ユウリは買い出しに行きおらず、ナナ言わずとも知れたもの。
そして、今ここには、自分に尽くしてくれた従者を救うために少し自重がなくなったカイウスがいる。
下地は確かにできていた……破天荒の。
カイウスはため息を吐き俯くレイの肩をトントンと叩く。
もちろんその顔には、満面の笑みが浮かんでいた。
きっとこの場に祖父であるオルキリアが居れば、その笑みに見覚えがあったに違いない。
_おお、その笑みは、魔力を鍛えるときに見た……と。
もちろんオルキリアはいないのでそんな警告とも言える言葉を発するものはいないのだが。
「兄さん、一応自分の意見を考えてきたんだけど、伝えてもいいかな?」
カイウスが言葉を発する。
それはここまでのすべての出来事を無に帰す始まりの言葉。
これからカイウスが告げる案は、カイウスだからこそでき、とてもカイウスらしく発想の、何よりノムストルらしい力業な案だった。
「……マテ、嫌な予感がする」
レイがブルッと震える。
血のつながりが警告を発したのか、はたまたポロロを嗾けられた日常を思い出したのか。
だが、今のカイウスは『待て』を聞く状態ではない。
すでに主導権はカイウスにあるのだから。
「酷いなぁ、多分だけどすぐに解決できる方法なのに」
「あぁ、だめだ。その顔で何考えてるか何となく感じた。なぁ、知ってるか? 普通はそんなやり方できないんだ、な? 頼む、今までの行動を無駄にはしないでくれ」
「無駄ってことはないでしょう。足りない素材とかを確認できたのですから……兄さん」
兄にとっても見覚えのある顔表情を浮かべるカイウス。
その表情が他のノムストル家の家族たちのヤバい行動をするときの表情に重なって見え……レイは表情を引きつらせる。
「ええ、まぁ、僕も大概ズルいなぁとは思いますよ」
「ズルくない、人はそれを規格外と呼ぶんだ」
いいな、と言い聞かせるように告げるレイに帰ってきたのは、あはは、と言って頭を掻くカイウスの笑い声。
_ああ、聞いてねぇな
レイはこの後の展開をすべてを悟ったか、仰ぐようにして天を見上げる。
手に負えない、自分の弟ながらある意味自分以上の提案をカイウスは持っているのだから。
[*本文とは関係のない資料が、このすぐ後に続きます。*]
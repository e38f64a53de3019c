use super::*;
use crate::expression::parser::parse_expr;

fn vars() -> Variables {
    let mut v = Variables::new();
    v.insert("hasKey".to_owned(), true.into());
    v.insert("gold".to_owned(), 12.0.into());
    v.insert("name".to_owned(), "Ada".into());
    v.insert("count".to_owned(), "3".into());
    v.insert(
        "inventory".to_owned(),
        VarValue::Other(serde_json::json!({"sword": true, "gems": [1, 2, 3]})),
    );
    v
}

fn run(src: &str) -> Value {
    eval(&parse_expr(src).unwrap(), &vars())
}

#[test]
fn resolves_prefixed_and_bare_paths() {
    assert_eq!(run("variables.hasKey"), Value::Bool(true));
    assert_eq!(run("gold"), Value::Number(12.0));
    assert_eq!(run("variables.missing"), Value::Undefined);
    assert_eq!(run("variables.inventory.sword"), Value::Bool(true));
    assert_eq!(run("inventory.gems.length"), Value::Number(3.0));
    assert_eq!(run("gold.value"), Value::Undefined);
}

#[test]
fn strict_and_loose_equality_differ() {
    assert_eq!(run("variables.count === 3"), Value::Bool(false));
    assert_eq!(run("variables.count == 3"), Value::Bool(true));
    assert_eq!(run("variables.missing == null"), Value::Bool(true));
    assert_eq!(run("variables.missing === null"), Value::Bool(false));
    assert_eq!(run("hasKey !== false"), Value::Bool(true));
    assert_eq!(run("inventory == inventory"), Value::Bool(false));
}

#[test]
fn logical_operators_return_operands() {
    assert_eq!(run("name || 'nobody'"), Value::Text("Ada".to_owned()));
    assert_eq!(run("missing || 'nobody'"), Value::Text("nobody".to_owned()));
    assert_eq!(run("gold && name"), Value::Text("Ada".to_owned()));
    assert_eq!(run("0 && name"), Value::Number(0.0));
    assert_eq!(run("!missing"), Value::Bool(true));
}

#[test]
fn arithmetic_and_concatenation() {
    assert_eq!(run("gold * 2 - 4 >= 20"), Value::Bool(true));
    assert_eq!(run("gold % 5"), Value::Number(2.0));
    assert_eq!(run("name + ' has ' + gold"), Value::Text("Ada has 12".to_owned()));
    assert_eq!(run("'a' < 'b'"), Value::Bool(true));
    assert_eq!(run("missing < 1"), Value::Bool(false));
    assert_eq!(run("gold > 10 ? 'rich' : 'poor'"), Value::Text("rich".to_owned()));
}

#[test]
fn truthiness_follows_script_rules() {
    assert!(!Value::Number(f64::NAN).truthy());
    assert!(!Value::Text(String::new()).truthy());
    assert!(Value::Opaque(serde_json::json!([])).truthy());
    assert!(!Value::Null.truthy());
    assert!(run("variables").truthy());
}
「……ということで、ちょっと転移してきていいですか? 龍の鱗買ってきます」
「どうして、ということでとなるのかはさて置き……すごいよな、そういう解決策ができるんだから」
お前はすげぇよ、と言葉とは裏腹に心底うんざりそうな表情をカイウスに向けるレイ。
自分が弟のために、弟の従者のために必死になって考えた案も、その弟であるカイウスにとってはどこか散歩にでも行くかのような感覚で代替え案を用意されてしまう。
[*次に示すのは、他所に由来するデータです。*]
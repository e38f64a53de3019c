//! Playback Controller.
//!
//! Owns the scene clock and drives the timeline scheduler and the audio synchronizer from it.
//! Every tick and every transport operation takes one clock snapshot and hands it to both, so
//! visuals and audio always observe the same `(current_time, is_playing)`.

use crate::audio::backend::AudioBackend;
use crate::audio::sync::AudioSynchronizer;
use crate::config::PlaybackOpts;
use crate::expression::condition::is_visible;
use crate::foundation::core::{ClockSnapshot, secs};
use crate::foundation::error::{StoryError, StoryResult};
use crate::playback::clock::Clock;
use crate::playback::ticker::Ticker;
use crate::playback::timeline::TimelineScheduler;
use crate::render::tree::RenderTree;
use crate::scene::model::{AudioTrack, Choice, Scene};
use crate::scene::variables::{Variables, assign};
use std::sync::Arc;
use std::time::Duration;

type ChoiceCallback = Box<dyn FnMut(&str)>;
type TimecodeCallback = Box<dyn FnMut(f64, &AudioTrack)>;

/// Plays one scene at a time.
pub struct PlaybackController {
    opts: PlaybackOpts,
    scene: Option<Arc<Scene>>,
    clock: Clock,
    ticker: Ticker,
    timelines: TimelineScheduler,
    audio: AudioSynchronizer,
    tree: RenderTree,
    on_choice_selected: Option<ChoiceCallback>,
    on_timecode_hit: Option<TimecodeCallback>,
}

impl std::fmt::Debug for PlaybackController {
    fn fmt(&self, f: &mut std::fmt::Formatter<'_>) -> std::fmt::Result {
        f.debug_struct("PlaybackController")
            .field("scene", &self.scene.as_ref().map(|s| s.id.as_str()))
            .field("clock", &self.clock)
            .field("timelines", &self.timelines.len())
            .field("audio", &self.audio)
            .finish_non_exhaustive()
    }
}

impl PlaybackController {
    /// Controller with no scene loaded.
    pub fn new(backend: Box<dyn AudioBackend>, opts: PlaybackOpts) -> Self {
        Self {
            audio: AudioSynchronizer::new(backend, &opts),
            ticker: Ticker::new(opts.tick()),
            opts,
            scene: None,
            clock: Clock::new(0.0),
            timelines: TimelineScheduler::new(),
            tree: RenderTree::default(),
            on_choice_selected: None,
            on_timecode_hit: None,
        }
    }

    /// Install the choice-selected callback.
    pub fn on_choice_selected(&mut self, f: impl FnMut(&str) + 'static) {
        self.on_choice_selected = Some(Box::new(f));
    }

    /// Install the cue callback; it receives the cue time and its track.
    pub fn on_timecode_hit(&mut self, f: impl FnMut(f64, &AudioTrack) + 'static) {
        self.on_timecode_hit = Some(Box::new(f));
    }

    /// Make `scene` current.
    ///
    /// Loading the scene that is already current (same `Arc`) is a no-op. Any other scene
    /// tears down all derived state, resets the clock and rebuilds from scratch.
    #[tracing::instrument(skip(self, scene), fields(scene = %scene.id))]
    pub fn load_scene(&mut self, scene: Arc<Scene>) {
        if self
            .scene
            .as_ref()
            .is_some_and(|cur| Arc::ptr_eq(cur, &scene))
        {
            return;
        }
        self.timelines.rebuild(&scene);
        self.audio.rebuild(&scene.audio_tracks);
        self.tree = RenderTree::mount(&scene);
        self.clock = Clock::new(scene.duration);
        if self.opts.autoplay {
            self.clock.play();
        }
        self.ticker.reset();
        self.scene = Some(scene);
        tracing::debug!("scene loaded");
        self.refresh();
    }

    /// Current scene, if any.
    pub fn scene(&self) -> Option<&Arc<Scene>> {
        self.scene.as_ref()
    }

    /// Resume playback.
    pub fn play(&mut self) {
        self.clock.play();
        self.refresh();
    }

    /// Pause playback, keeping the time.
    pub fn pause(&mut self) {
        self.clock.pause();
        self.refresh();
    }

    /// Flip between playing and paused.
    pub fn toggle(&mut self) {
        if self.clock.is_playing() {
            self.pause();
        } else {
            self.play();
        }
    }

    /// Rewind to zero and play.
    pub fn restart(&mut self) {
        self.clock.restart();
        self.refresh();
    }

    /// Jump to `t` seconds, clamped into the scene. Play state is unchanged.
    pub fn seek(&mut self, t: f64) {
        self.clock.seek(t);
        self.refresh();
    }

    /// Run exactly one scheduling interval.
    pub fn tick(&mut self) {
        let step = self.ticker.step();
        self.step_clock(secs(step));
        self.audio.pump(secs(step), &mut self.tree);
    }

    /// Feed `dt` of host time: the clock moves in whole fixed steps, ramps and highlight holds
    /// by exactly `dt`.
    pub fn advance(&mut self, dt: Duration) {
        let step = secs(self.ticker.step());
        for _ in 0..self.ticker.advance(dt) {
            self.step_clock(step);
        }
        self.audio.pump(secs(dt), &mut self.tree);
    }

    fn step_clock(&mut self, dt: f64) {
        if !self.clock.is_playing() {
            return;
        }
        if self.clock.step(dt) {
            tracing::debug!(time = self.clock.current_time(), "scene reached its end");
        }
        self.refresh();
    }

    fn refresh(&mut self) {
        if self.scene.is_none() {
            return;
        }
        let snap = self.clock.snapshot();
        self.timelines.apply(snap, &mut self.tree);
        let on_hit = &mut self.on_timecode_hit;
        self.audio.sync(snap, &mut self.tree, &mut |time, track: &AudioTrack| {
            if let Some(cb) = on_hit.as_mut() {
                cb(time, track);
            }
        });
    }

    /// Crossfade between two tracks of the current scene.
    ///
    /// `duration_ms` defaults to the configured crossfade length.
    pub fn crossfade(
        &mut self,
        from: &str,
        to: &str,
        duration_ms: Option<u64>,
    ) -> StoryResult<()> {
        let ms = duration_ms.unwrap_or(self.opts.default_crossfade_ms);
        self.audio.crossfade(from, to, ms)
    }

    /// Choices whose condition holds for `vars`, in authored order.
    pub fn visible_choices(&self, vars: &Variables) -> Vec<&Choice> {
        let Some(scene) = self.scene.as_deref() else {
            return Vec::new();
        };
        scene
            .choices
            .iter()
            .filter(|c| is_visible(c.condition.as_deref(), vars))
            .collect()
    }

    /// Select a visible choice: apply its variable assignments to `vars`, notify the
    /// choice callback and return the scene it leads to.
    pub fn select_choice(
        &mut self,
        id: &str,
        vars: &mut Variables,
    ) -> StoryResult<Option<String>> {
        let scene = self
            .scene
            .clone()
            .ok_or_else(|| StoryError::validation("no scene loaded"))?;
        let choice = scene
            .choice(id)
            .ok_or_else(|| StoryError::validation(format!("unknown choice '{id}'")))?;
        if !is_visible(choice.condition.as_deref(), vars) {
            return Err(StoryError::evaluation(format!("choice '{id}' is not visible")));
        }
        if let Some(updates) = &choice.variables {
            assign(vars, updates);
        }
        if let Some(cb) = self.on_choice_selected.as_mut() {
            cb(id);
        }
        Ok(choice.target_scene_id.clone())
    }

    /// One clock observation.
    pub fn snapshot(&self) -> ClockSnapshot {
        self.clock.snapshot()
    }

    /// Rendered layers as of the last refresh.
    pub fn render_tree(&self) -> &RenderTree {
        &self.tree
    }

    /// The timeline scheduler.
    pub fn timelines(&self) -> &TimelineScheduler {
        &self.timelines
    }

    /// The audio synchronizer.
    pub fn audio(&self) -> &AudioSynchronizer {
        &self.audio
    }

    /// Release every timeline and transport and forget the scene.
    pub fn dispose(&mut self) {
        self.timelines.dispose();
        self.audio.dispose();
        self.tree = RenderTree::default();
        self.clock = Clock::new(0.0);
        self.ticker.reset();
        self.scene = None;
    }
}

#[cfg(test)]
#[path = "../../tests/unit/playback/controller.rs"]
mod tests;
だから、レイがうんざりっといった表情を向けても、残念ながらカイウスはそんなレイの表情を気にするることはない
だって、それはノムストルの邸宅でいつも見ていた、見慣れている兄の表情だから。
「ええ、だって救う能力があってそのためのお金だってあるんですから、普通そうしません?」
恥ずかしげもなくそう言ってドヤ顔を浮かべるカイウスに、兄は……。
「安心しろ、普通は転移なんてできねぇし、龍の鱗を買おうなんて絶対に思わねぇ」
比較的一般的な常識を言うのだが、カイウスにそんな言葉が通じるはずもなく。
「そこは、だって……」
_僕もノムストル家の一員ですから。
輝くような笑顔とともに告げられたカイウスの言葉に、レイができたのは苦笑いを返すことだけだった。